Has anyone measure the height of the debris plume for each of the towers, that is the height it reached?
Many claims are made that it is an explosive event with material shot up as well as out. There was a recent GIF posted which illustrated the flat top.
Wasn't this huge debris canopy seen at the end of the period when the tops descended just at the onset of the bottom collapse?
Is the claim that the debris had large vertical impulses (explosions) an illusion, or was material part of the falling top) exploded as it reached the upper floors of the lower section.
Is the large plume spill over of the falling debris of the top onto the more or less resistive upper floor(s) of the lower section.
Can we conclude anything based on the radius and or shape which appears to extend outward about 200 or so feet from each facade. Or was it radial?
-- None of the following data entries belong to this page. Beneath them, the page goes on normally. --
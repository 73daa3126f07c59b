//! Flat playlist resolution — reference in, ordered item stubs out.

use crate::error::ResolutionError;
use crate::provider::MetadataProvider;
use crate::types::ItemStub;

/// Resolve a playlist reference into an ordered item list.
///
/// Uses the provider's flat resolution so the total item count is known
/// before any per-item metadata fetch. Any failure here is fatal to the
/// run: an empty reference, an unresolvable reference, or a playlist that
/// yields zero items.
pub(crate) async fn resolve_playlist(
    provider: &dyn MetadataProvider,
    reference: &str,
) -> std::result::Result<Vec<ItemStub>, ResolutionError> {
    let reference = reference.trim();
    if reference.is_empty() {
        return Err(ResolutionError::EmptyReference);
    }

    let stubs = provider
        .resolve_flat(reference)
        .await
        .map_err(|e| ResolutionError::Unresolvable {
            reference: reference.to_string(),
            reason: e.to_string(),
        })?;

    if stubs.is_empty() {
        return Err(ResolutionError::EmptyPlaylist {
            reference: reference.to_string(),
        });
    }

    tracing::info!(
        reference = reference,
        total = stubs.len(),
        provider = provider.name(),
        "Playlist resolved"
    );
    Ok(stubs)
}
Why was there apparently little or no (certainly visible) damage to WTC 1 south facade from this debris since it was hardly over 100 feet from WTC 2 and would have been within the 200' range of material where it shot out of the south tower when it collapsed diosplaying this debris plume.
The debris plume descends at a rate faster than the visible collapse of the lower section. We can assume it was at free fall acceleration less air resistance and drops down with only peeling facade panels emerging (and few of them at that). What was all that material in the descending canopy of heavier than air falling debris?
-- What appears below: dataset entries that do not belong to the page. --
//! Error types for playlist-export
//!
//! This module provides the error taxonomy for the library:
//! - `ResolutionError` — fatal before any per-item work begins
//! - `FetchError` — per-item, contained within the run loop
//! - `StoreError` — reading or writing the tabular export target
//!
//! Per-item fetch errors never escape the run loop, so `FetchError` has no
//! top-level variant; resolution and store errors propagate to the run
//! outcome and are reported once.

use std::path::PathBuf;
use thiserror::Error;

/// Result type alias for playlist-export operations
pub type Result<T> = std::result::Result<T, Error>;

/// Main error type for playlist-export
#[derive(Debug, Error)]
pub enum Error {
    /// Playlist reference could not be resolved into an item list
    #[error("resolution error: {0}")]
    Resolution(#[from] ResolutionError),

    /// Export store read or write failed
    #[error("export store error: {0}")]
    Store(#[from] StoreError),

    /// I/O error
    #[error("I/O error: {0}")]
    Io(#[from] std::io::Error),

    /// Serialization error (provider JSON output)
    #[error("serialization error: {0}")]
    Serialization(#[from] serde_json::Error),

    /// External tool execution failed (yt-dlp or equivalent)
    #[error("external tool error: {0}")]
    ExternalTool(String),

    /// Other error
    #[error("{0}")]
    Other(String),
}

/// Fatal errors raised while resolving a playlist reference
///
/// Any of these aborts the run before per-item fetching starts.
#[derive(Debug, Error)]
pub enum ResolutionError {
    /// The supplied reference was empty after trimming
    #[error("playlist reference is empty")]
    EmptyReference,

    /// The provider could not resolve the reference at all
    #[error("failed to resolve playlist '{reference}': {reason}")]
    Unresolvable {
        /// The playlist reference that failed to resolve
        reference: String,
        /// Provider-supplied failure detail
        reason: String,
    },

    /// The reference resolved but yielded zero items
    #[error("no items found in playlist '{reference}'")]
    EmptyPlaylist {
        /// The playlist reference that resolved to nothing
        reference: String,
    },
}

/// Non-fatal per-item fetch errors
///
/// These are logged and counted; the run loop continues with the next item.
#[derive(Debug, Error)]
pub enum FetchError {
    /// The provider reported a failure for this item
    #[error("metadata fetch failed for item '{id}': {reason}")]
    Provider {
        /// Item identifier
        id: String,
        /// Provider-supplied failure detail
        reason: String,
    },

    /// The per-fetch timeout elapsed before the provider responded
    #[error("metadata fetch for item '{id}' timed out after {seconds}s")]
    Timeout {
        /// Item identifier
        id: String,
        /// Configured timeout in seconds
        seconds: u64,
    },
}

/// Errors from the tabular export store
#[derive(Debug, Error)]
pub enum StoreError {
    /// Failed to open or parse an existing export file
    #[error("failed to read existing export '{path}': {source}")]
    ReadExisting {
        /// Path of the export file that could not be read
        path: PathBuf,
        /// Underlying CSV or I/O failure
        #[source]
        source: csv::Error,
    },

    /// The existing export has no `Title` column to seed dedup state from
    #[error("export '{path}' has no Title column")]
    MissingTitleColumn {
        /// Path of the export file missing the column
        path: PathBuf,
    },

    /// Failed to write the export file
    #[error("failed to write export '{path}': {source}")]
    Write {
        /// Path of the export file that could not be written
        path: PathBuf,
        /// Underlying CSV or I/O failure
        #[source]
        source: csv::Error,
    },
}

// unwrap/expect are acceptable in tests for concise failure-on-error assertions
#[allow(clippy::unwrap_used, clippy::expect_used)]
#[cfg(test)]
mod tests {
    use super::*;

    #[test]
    fn resolution_error_display_includes_reference() {
        let err = ResolutionError::EmptyPlaylist {
            reference: "https://example.com/playlist?list=abc".to_string(),
        };
        assert!(err.to_string().contains("list=abc"));
    }

    #[test]
    fn fetch_timeout_display_includes_item_and_seconds() {
        let err = FetchError::Timeout {
            id: "vid42".to_string(),
            seconds: 30,
        };
        let msg = err.to_string();
        assert!(msg.contains("vid42"));
        assert!(msg.contains("30s"));
    }

    #[test]
    fn store_error_wraps_into_top_level_error() {
        let err: Error = StoreError::MissingTitleColumn {
            path: PathBuf::from("/tmp/out.csv"),
        }
        .into();
        assert!(matches!(err, Error::Store(_)));
        assert!(err.to_string().contains("no Title column"));
    }
}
Could we expect any columns to be "sprung" and move with great speed in a horizontal direction? Can we compute what speeds would be expected if this could occur? I assume it could only be seen if it encountered nothing in its path as it moved... such as another column which would slow it sufficiently to keep it within the descending debris cloud.
Since the tops were vastly different size (volume and mass) and the South tower showed a greater tilt in its descent wouldn't these debris plumes be of different sizes and even shapes? Were they?